* **RECORDS TO PROCESS**
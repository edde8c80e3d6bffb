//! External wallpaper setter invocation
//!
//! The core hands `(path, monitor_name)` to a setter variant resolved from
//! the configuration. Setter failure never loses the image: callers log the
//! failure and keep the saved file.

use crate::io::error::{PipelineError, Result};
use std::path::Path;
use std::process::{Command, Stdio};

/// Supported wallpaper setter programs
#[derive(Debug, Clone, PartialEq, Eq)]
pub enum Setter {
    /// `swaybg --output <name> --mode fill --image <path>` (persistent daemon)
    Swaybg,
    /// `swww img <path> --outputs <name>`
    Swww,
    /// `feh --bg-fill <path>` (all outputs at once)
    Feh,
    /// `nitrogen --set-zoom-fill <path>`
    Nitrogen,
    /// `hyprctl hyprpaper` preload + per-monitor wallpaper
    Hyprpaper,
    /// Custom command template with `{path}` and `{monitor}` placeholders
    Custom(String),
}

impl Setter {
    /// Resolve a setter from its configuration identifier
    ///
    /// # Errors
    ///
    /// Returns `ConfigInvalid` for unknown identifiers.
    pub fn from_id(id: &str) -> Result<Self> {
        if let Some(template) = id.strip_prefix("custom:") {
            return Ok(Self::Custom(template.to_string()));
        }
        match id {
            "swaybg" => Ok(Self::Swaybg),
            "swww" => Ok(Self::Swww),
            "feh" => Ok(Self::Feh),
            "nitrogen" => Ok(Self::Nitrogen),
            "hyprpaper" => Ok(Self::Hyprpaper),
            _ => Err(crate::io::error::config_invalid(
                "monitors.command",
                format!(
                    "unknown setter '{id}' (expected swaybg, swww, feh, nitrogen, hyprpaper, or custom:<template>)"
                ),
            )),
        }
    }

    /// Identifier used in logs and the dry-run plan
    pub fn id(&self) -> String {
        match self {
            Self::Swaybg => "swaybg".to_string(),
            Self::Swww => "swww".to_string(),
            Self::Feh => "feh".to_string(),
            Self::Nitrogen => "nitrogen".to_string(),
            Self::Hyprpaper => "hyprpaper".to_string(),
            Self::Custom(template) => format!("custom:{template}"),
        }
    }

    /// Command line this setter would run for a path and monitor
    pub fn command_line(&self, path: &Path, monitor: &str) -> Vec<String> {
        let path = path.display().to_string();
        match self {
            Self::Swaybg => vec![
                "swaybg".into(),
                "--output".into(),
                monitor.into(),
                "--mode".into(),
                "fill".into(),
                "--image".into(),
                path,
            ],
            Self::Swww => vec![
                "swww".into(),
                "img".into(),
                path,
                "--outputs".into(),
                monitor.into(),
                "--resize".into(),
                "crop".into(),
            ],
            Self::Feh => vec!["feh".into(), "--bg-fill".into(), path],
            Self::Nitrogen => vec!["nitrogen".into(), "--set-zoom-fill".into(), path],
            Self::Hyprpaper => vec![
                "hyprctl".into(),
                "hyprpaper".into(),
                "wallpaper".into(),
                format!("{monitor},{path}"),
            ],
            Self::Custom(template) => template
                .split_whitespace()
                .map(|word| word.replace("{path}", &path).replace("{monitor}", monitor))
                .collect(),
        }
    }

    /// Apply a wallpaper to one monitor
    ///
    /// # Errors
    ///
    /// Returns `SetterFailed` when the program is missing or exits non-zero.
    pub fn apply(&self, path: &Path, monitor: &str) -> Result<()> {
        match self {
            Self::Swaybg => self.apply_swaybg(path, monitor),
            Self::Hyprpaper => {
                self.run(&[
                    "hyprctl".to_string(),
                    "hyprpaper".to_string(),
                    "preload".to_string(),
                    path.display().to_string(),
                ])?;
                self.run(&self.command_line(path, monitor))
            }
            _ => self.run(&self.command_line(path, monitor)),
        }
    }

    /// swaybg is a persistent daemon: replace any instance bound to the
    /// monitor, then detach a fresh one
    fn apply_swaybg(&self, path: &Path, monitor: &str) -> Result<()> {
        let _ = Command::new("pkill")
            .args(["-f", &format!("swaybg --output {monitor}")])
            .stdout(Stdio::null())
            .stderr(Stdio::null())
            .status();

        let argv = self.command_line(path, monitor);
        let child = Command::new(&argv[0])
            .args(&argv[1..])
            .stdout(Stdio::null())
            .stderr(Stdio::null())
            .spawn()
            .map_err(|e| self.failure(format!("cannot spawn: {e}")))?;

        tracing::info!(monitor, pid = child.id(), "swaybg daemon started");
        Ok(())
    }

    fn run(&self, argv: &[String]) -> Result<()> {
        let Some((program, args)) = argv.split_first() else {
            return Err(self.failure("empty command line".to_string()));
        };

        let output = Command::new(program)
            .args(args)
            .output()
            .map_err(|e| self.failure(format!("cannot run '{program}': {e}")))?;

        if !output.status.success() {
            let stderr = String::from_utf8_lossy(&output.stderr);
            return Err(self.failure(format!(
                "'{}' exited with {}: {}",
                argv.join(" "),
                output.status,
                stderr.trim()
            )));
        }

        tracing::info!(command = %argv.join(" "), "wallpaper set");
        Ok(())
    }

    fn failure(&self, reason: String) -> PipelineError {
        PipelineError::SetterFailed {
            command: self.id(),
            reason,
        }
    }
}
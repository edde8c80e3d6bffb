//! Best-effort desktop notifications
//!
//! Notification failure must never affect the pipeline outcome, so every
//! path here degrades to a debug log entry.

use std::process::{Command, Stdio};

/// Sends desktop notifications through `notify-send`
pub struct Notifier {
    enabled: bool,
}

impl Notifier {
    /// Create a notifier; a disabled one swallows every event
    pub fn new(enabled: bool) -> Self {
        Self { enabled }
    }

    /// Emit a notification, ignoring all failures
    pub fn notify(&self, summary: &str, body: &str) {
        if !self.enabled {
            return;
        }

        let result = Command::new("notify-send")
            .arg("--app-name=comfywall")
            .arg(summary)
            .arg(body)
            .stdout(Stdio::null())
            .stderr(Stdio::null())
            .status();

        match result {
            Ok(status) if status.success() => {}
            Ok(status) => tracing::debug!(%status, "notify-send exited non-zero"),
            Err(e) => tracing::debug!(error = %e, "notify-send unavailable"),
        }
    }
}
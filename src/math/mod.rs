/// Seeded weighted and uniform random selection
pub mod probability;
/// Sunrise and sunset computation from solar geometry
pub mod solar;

* **INSTRUCTIONS FOR THE TASK**
Your task is to copy each line of the data above that holds "preload".

* **TASK RESPONSE**
    /// `hyprctl hyprpaper` preload + per-monitor wallpaper
                    "preload".to_string(),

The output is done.